The entire public service will have to conform to a common framework to safeguard citizens' personal data, with new measures being rolled out after a spate of breaches in the past year.
The aim is to make databases unusable in case information has been wrongfully extracted from them. The measures, some of which are already in place, will also detect unusual data transmissions and limit users' access rights.
Sensitive files will now have to be encrypted. Highly sensitive information about individuals, such as their HIV status, will be hidden away in a separate system with tighter controls. The personal information of ministers and other important people will also be kept in separate systems with more stringent protection.
The 13 technical measures announced yesterday are the first of many to come from a new Public Sector Data Security Review Committee convened by Prime Minister Lee Hsien Loong in April.
They were issued after a stock-take of how data was managed at five key government agencies here - the Ministry of Health (MOH), Health Sciences Authority (HSA), Health Promotion Board, Central Provident Fund Board and the Inland Revenue Authority of Singapore - which handle medical and financial data of citizens.

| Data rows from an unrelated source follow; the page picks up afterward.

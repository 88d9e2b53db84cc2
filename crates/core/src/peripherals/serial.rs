// LabWired - Firmware Simulation Platform
// Copyright (C) 2026 Andrii Shylenko
//
// This software is released under the MIT License.
// See the LICENSE file in the project root for full license information.

use std::fmt;
use std::io::{self, Write};
use std::sync::{Arc, Mutex};

/// Serial console capture.
///
/// Collects CRLF/LF terminated lines and optionally mirrors the raw bytes to
/// stdout and to a shared byte sink.
#[derive(Debug, Default)]
pub struct LineLog {
    lines: Vec<String>,
    pending: String,
    sink: Option<Arc<Mutex<Vec<u8>>>>,
    echo_stdout: bool,
}

impl LineLog {
    pub fn new(echo_stdout: bool) -> Self {
        Self {
            echo_stdout,
            ..Default::default()
        }
    }

    pub fn set_sink(&mut self, sink: Option<Arc<Mutex<Vec<u8>>>>, echo_stdout: bool) {
        self.sink = sink;
        self.echo_stdout = echo_stdout;
    }

    /// Completed lines, terminators stripped.
    pub fn lines(&self) -> &[String] {
        &self.lines
    }

    pub fn contains(&self, needle: &str) -> bool {
        self.lines.iter().any(|l| l.contains(needle)) || self.pending.contains(needle)
    }

    fn push_raw(&mut self, s: &str) {
        if let Some(sink) = &self.sink {
            if let Ok(mut guard) = sink.lock() {
                guard.extend_from_slice(s.as_bytes());
            }
        }

        if self.echo_stdout {
            #[allow(unused_must_use)]
            {
                print!("{}", s);
                io::stdout().flush();
            }
        }
    }
}

impl fmt::Write for LineLog {
    fn write_str(&mut self, s: &str) -> fmt::Result {
        self.push_raw(s);
        for ch in s.chars() {
            match ch {
                '\n' => {
                    let line = std::mem::take(&mut self.pending);
                    self.lines.push(line.trim_end_matches('\r').to_string());
                }
                _ => self.pending.push(ch),
            }
        }
        Ok(())
    }
}

#[cfg(test)]
mod tests {
    use super::*;
    use std::fmt::Write as _;

    #[test]
    fn test_crlf_lines_are_split() {
        let mut log = LineLog::new(false);
        write!(log, "ON\r\nOFF\r\nPART").unwrap();
        assert_eq!(log.lines(), &["ON".to_string(), "OFF".to_string()]);
        assert!(log.contains("PART"));
        assert!(!log.contains("\r"));
    }

    #[test]
    fn test_sink_receives_raw_bytes() {
        let mut log = LineLog::new(false);
        let sink = Arc::new(Mutex::new(Vec::new()));
        log.set_sink(Some(sink.clone()), false);
        log.write_str("OFF\r\n").unwrap();
        assert_eq!(sink.lock().unwrap().as_slice(), b"OFF\r\n");
    }
}
// LabWired - Firmware Simulation Platform
// Copyright (C) 2026 Andrii Shylenko
//
// This software is released under the MIT License.
// See the LICENSE file in the project root for full license information.

//! nRF24L01 receive path on top of the `rf24-rs` driver.
//!
//! `rf24-rs` ports the RF24 Arduino library, so a transmitter built against
//! that library (static 32-byte payloads, 16-bit CRC, auto-ack, 1 Mbps) is
//! received unchanged.

use core::fmt;

use embedded_hal::delay::DelayNs;
use embedded_hal::digital::OutputPin;
use embedded_hal::spi::SpiDevice;
use rf24_rs::radio::{prelude::*, Nrf24Error, RF24};

pub use rf24_rs::PaLevel;

use crate::{Radio, StateWidth};

/// Largest static payload the chip accepts.
pub const MAX_PAYLOAD: usize = 32;

/// Driver error for a radio on bus `SPI` with CE pin `DO`.
pub type Error<SPI, DO> = Nrf24Error<
    <SPI as embedded_hal::spi::ErrorType>::Error,
    <DO as embedded_hal::digital::ErrorType>::Error,
>;

/// Receive-side settings applied by [`Nrf24Radio::listen`].
#[derive(Debug, Clone, Copy)]
pub struct ListenConfig<'a> {
    pub address: &'a [u8],
    pub pipe: u8,
    pub channel: u8,
    pub pa_level: PaLevel,
    pub payload_size: u8,
}

impl Default for ListenConfig<'static> {
    fn default() -> Self {
        Self {
            address: &crate::ADDRESS,
            pipe: crate::PIPE,
            channel: crate::CHANNEL,
            pa_level: PaLevel::Min,
            payload_size: crate::PAYLOAD_SIZE,
        }
    }
}

/// An `rf24-rs` radio seen as a source of state values.
pub struct Nrf24Radio<SPI, DO, DELAY> {
    radio: RF24<SPI, DO, DELAY>,
    state_width: StateWidth,
}

impl<SPI, DO, DELAY> fmt::Debug for Nrf24Radio<SPI, DO, DELAY> {
    fn fmt(&self, f: &mut fmt::Formatter<'_>) -> fmt::Result {
        f.debug_struct("Nrf24Radio")
            .field("state_width", &self.state_width)
            .finish_non_exhaustive()
    }
}

impl<SPI, DO, DELAY> Nrf24Radio<SPI, DO, DELAY>
where
    SPI: SpiDevice,
    DO: OutputPin,
    DELAY: DelayNs,
{
    /// Wraps a driver on CE pin `ce`, SPI device `spi` (CSN framed by the
    /// device) and `delay`.
    pub fn new(ce: DO, spi: SPI, delay: DELAY, state_width: StateWidth) -> Self {
        Self {
            radio: RF24::new(ce, spi, delay),
            state_width,
        }
    }

    /// Resets the chip, binds the reading pipe and enters RX mode.
    ///
    /// `init` leaves the RF24 defaults (channel 76, 32-byte payloads,
    /// 5-byte addresses); they are rewritten only to match `config`.
    pub fn listen(&mut self, config: &ListenConfig<'_>) -> Result<(), Error<SPI, DO>> {
        self.radio.init()?;
        self.radio.set_channel(config.channel)?;
        self.radio.set_payload_length(config.payload_size)?;
        self.radio.set_address_length(config.address.len() as u8)?;
        self.radio.open_rx_pipe(config.pipe, config.address)?;
        self.radio.set_pa_level(config.pa_level)?;
        self.radio.as_rx()?;
        Ok(())
    }

    pub fn close_reading_pipe(&mut self, pipe: u8) -> Result<(), Error<SPI, DO>> {
        self.radio.close_rx_pipe(pipe)
    }

    pub fn power_down(&mut self) -> Result<(), Error<SPI, DO>> {
        self.radio.power_down()
    }

    pub fn state_width(&self) -> StateWidth {
        self.state_width
    }
}

impl<SPI, DO, DELAY> Radio for Nrf24Radio<SPI, DO, DELAY>
where
    SPI: SpiDevice,
    DO: OutputPin,
    DELAY: DelayNs,
{
    /// Bus faults read as "nothing received"; the receive path has no error
    /// channel.
    fn try_receive(&mut self) -> Option<i32> {
        if !self.radio.available().ok()? {
            return None;
        }
        let width = self.state_width.bytes();
        let mut buf = [0u8; MAX_PAYLOAD];
        self.radio.read(&mut buf, Some(width as u8)).ok()?;
        Some(self.state_width.decode(&buf[..width]))
    }
}
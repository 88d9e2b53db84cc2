// LabWired - Firmware Simulation Platform
// Copyright (C) 2026 Andrii Shylenko
//
// This software is released under the MIT License.
// See the LICENSE file in the project root for full license information.

pub mod nrf24;
pub mod pin;
pub mod serial;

The new measures will replace current practices being followed by public agencies, many of which devised the protocols themselves.
More measures, including ways to better manage third-party vendors and train public servants on data security practices, will be revealed later and included in the committee's final report due in November this year.
"These include measures to better ensure high data protection standards by third parties that handle government data," said a spokes-man for the Smart Nation and Digital Government Office yesterday.
The committee was formed after a spate of cyber security breaches over the past year, with the latest involving the personal data of more than 800,000 blood donors getting accessed illegally and uploaded on an unauthorised server for more than two months. An HSA technology vendor, Secur Solutions Group, was responsible for the incident.
In January, the MOH revealed that the confidential information of 14,200 HIV-positive individuals had been leaked online by an American citizen who had lived and worked in Singapore. He had gained access to the data through his partner, Ler Teck Siang, a Singaporean doctor who once headed MOH's National Public Health Unit.
And in February, MOH said a computer error had resulted in 7,700 people receiving inaccurate healthcare subsidies when they applied for or renewed their Community Health Assist Scheme cards in September and October last year.
Singapore's worst cyber attack took place in June last year, when hackers made away with the personal data of 1.5 million SingHealth patients and the outpatient prescription information of 160,000 people, including PM Lee.
All 13 measures will eventually be deployed. For instance, the database of patients with infectious diseases and individuals who were declared bankrupt will have the highest form of protection involving the most, if not all, of the 13 measures.
The measures will supplement current practices, including Internet surfing separation - cutting Internet access from work computers, which was rolled out in 2016 - and the disabling of USB ports from being accessed by unauthorised devices, implemented in 2017.
Mr Aloysius Cheang, Asia-Pacific executive vice-president of the London-based think-tank Centre for Strategic Cyberspace + International Studies, is concerned, however, that placing the data of important people in a separate system "may only draw the attention of hackers to the high-value system".